## [DATA FOR PROCESSING]
//! FILENAME: worker/src/logging.rs
// PURPOSE: Unified logging for the worker and the engine crates.
// FORMAT: seq|level|category|message

use crate::config::WorkerConfig;
use crate::error::WorkerError;
use log::{Level, LevelFilter, Log, Metadata, Record};
use once_cell::sync::Lazy;
use std::fs::{File, OpenOptions};
use std::io::Write;
use std::path::{Path, PathBuf};
use std::sync::atomic::{AtomicU64, Ordering};
use std::sync::Mutex;

// ============================================================================
// UNIFIED LOGGING SYSTEM
// ============================================================================

/// Global sequence counter shared by every log line of the process
static LOG_SEQ: AtomicU64 = AtomicU64::new(0);

/// Global log file handle
pub static LOG_FILE: Lazy<Mutex<Option<File>>> = Lazy::new(|| Mutex::new(None));

static LOGGER: WorkerLogger = WorkerLogger;

/// Get next sequence number
pub fn next_seq() -> u64 {
    LOG_SEQ.fetch_add(1, Ordering::SeqCst) + 1
}

/// Open (or create) the log file and append to it from now on.
pub fn init_log_file(path: &Path) -> Result<PathBuf, WorkerError> {
    if let Some(dir) = path.parent().filter(|d| !d.as_os_str().is_empty()) {
        std::fs::create_dir_all(dir)?;
    }

    let file = OpenOptions::new().create(true).append(true).open(path)?;

    let mut log_file = LOG_FILE
        .lock()
        .map_err(|e| WorkerError::Config(format!("Lock error: {}", e)))?;
    *log_file = Some(file);

    Ok(path.to_path_buf())
}

/// Installs the `log` facade sink and, when configured, the log file.
pub fn init(config: &WorkerConfig) -> Result<(), WorkerError> {
    if let Some(path) = &config.log_file {
        init_log_file(path)?;
    }
    log::set_logger(&LOGGER).map_err(|e| WorkerError::Config(format!("Logger already set: {}", e)))?;
    log::set_max_level(config.log_level);
    Ok(())
}

fn level_code(level: Level) -> &'static str {
    match level {
        Level::Error => "E",
        Level::Warn => "W",
        Level::Info => "I",
        Level::Debug => "D",
        Level::Trace => "T",
    }
}

fn code_level(code: &str) -> Level {
    match code {
        "E" => Level::Error,
        "W" => Level::Warn,
        "I" => Level::Info,
        "T" => Level::Trace,
        _ => Level::Debug,
    }
}

/// Write a log line in unified format.
///
/// Lines go to stderr, since stdout carries responses, and to the log file
/// when one is open. Levels above the configured maximum are dropped.
pub fn write_log(level: &str, category: &str, message: &str) {
    if code_level(level) > log::max_level() {
        return;
    }
    let seq = next_seq();
    let line = format!("{}|{}|{}|{}", seq, level, category, message);

    if let Ok(mut guard) = LOG_FILE.lock() {
        if let Some(ref mut file) = *guard {
            if let Err(e) = writeln!(file, "{}", line) {
                eprintln!("[LOG_ERROR] Failed to write: {}", e);
            }
            let _ = file.flush();
        }
    }

    eprintln!("{}", line);
}

/// Write an ENTER log line for function entry
pub fn write_log_enter(level: &str, category: &str, func_name: &str, params: &str) {
    let message = if params.is_empty() {
        format!("ENTER {}", func_name)
    } else {
        format!("ENTER {} {}", func_name, params)
    };
    write_log(level, category, &message);
}

/// Write an EXIT log line for function exit
pub fn write_log_exit(level: &str, category: &str, func_name: &str, result: &str) {
    let message = if result.is_empty() {
        format!("EXIT {}", func_name)
    } else {
        format!("EXIT {} {}", func_name, result)
    };
    write_log(level, category, &message);
}

// ============================================================================
// LOG FACADE
// ============================================================================

/// Routes `log` records from the engine crates into the unified format. The
/// record target is the category.
pub struct WorkerLogger;

impl Log for WorkerLogger {
    fn enabled(&self, metadata: &Metadata) -> bool {
        metadata.level() <= log::max_level()
    }

    fn log(&self, record: &Record) {
        if self.enabled(record.metadata()) {
            write_log(level_code(record.level()), record.target(), &record.args().to_string());
        }
    }

    fn flush(&self) {
        if let Ok(mut guard) = LOG_FILE.lock() {
            if let Some(ref mut file) = *guard {
                let _ = file.flush();
            }
        }
    }
}

/// Current maximum level; exposed for the startup banner.
pub fn max_level() -> LevelFilter {
    log::max_level()
}

// ============================================================================
// MACRO DEFINITIONS & EXPORTS
// ============================================================================

#[macro_export]
macro_rules! log_debug {
    ($cat:expr, $($arg:tt)*) => {
        $crate::logging::write_log("D", $cat, &format!($($arg)*))
    };
}

#[macro_export]
macro_rules! log_info {
    ($cat:expr, $($arg:tt)*) => {
        $crate::logging::write_log("I", $cat, &format!($($arg)*))
    };
}

#[macro_export]
macro_rules! log_warn {
    ($cat:expr, $($arg:tt)*) => {
        $crate::logging::write_log("W", $cat, &format!($($arg)*))
    };
}

#[macro_export]
macro_rules! log_error {
    ($cat:expr, $($arg:tt)*) => {
        $crate::logging::write_log("E", $cat, &format!($($arg)*))
    };
}

// ENTER/EXIT macros for function tracing

#[macro_export]
macro_rules! log_enter {
    ($cat:expr, $func:expr) => {
        $crate::logging::write_log_enter("D", $cat, $func, "")
    };
    ($cat:expr, $func:expr, $($arg:tt)*) => {
        $crate::logging::write_log_enter("D", $cat, $func, &format!($($arg)*))
    };
}

#[macro_export]
macro_rules! log_exit {
    ($cat:expr, $func:expr) => {
        $crate::logging::write_log_exit("D", $cat, $func, "")
    };
    ($cat:expr, $func:expr, $($arg:tt)*) => {
        $crate::logging::write_log_exit("D", $cat, $func, &format!($($arg)*))
    };
}

// Re-export the macros so they can be imported via `use crate::logging::log_info;`
pub use log_debug;
pub use log_enter;
pub use log_error;
pub use log_exit;
pub use log_info;
pub use log_warn;

#[cfg(test)]
mod tests {
    use super::*;

    #[test]
    fn sequence_numbers_increase() {
        let a = next_seq();
        let b = next_seq();
        assert!(b > a);
    }

    #[test]
    fn level_codes_round_trip() {
        for level in [Level::Error, Level::Warn, Level::Info, Level::Debug, Level::Trace] {
            assert_eq!(code_level(level_code(level)), level);
        }
    }
}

## [WHAT YOU HAVE TO DO]
Copy all lines from the listing that contain "eprintln".

## [ANSWER SECTION]
                eprintln!("[LOG_ERROR] Failed to write: {}", e);
    eprintln!("{}", line);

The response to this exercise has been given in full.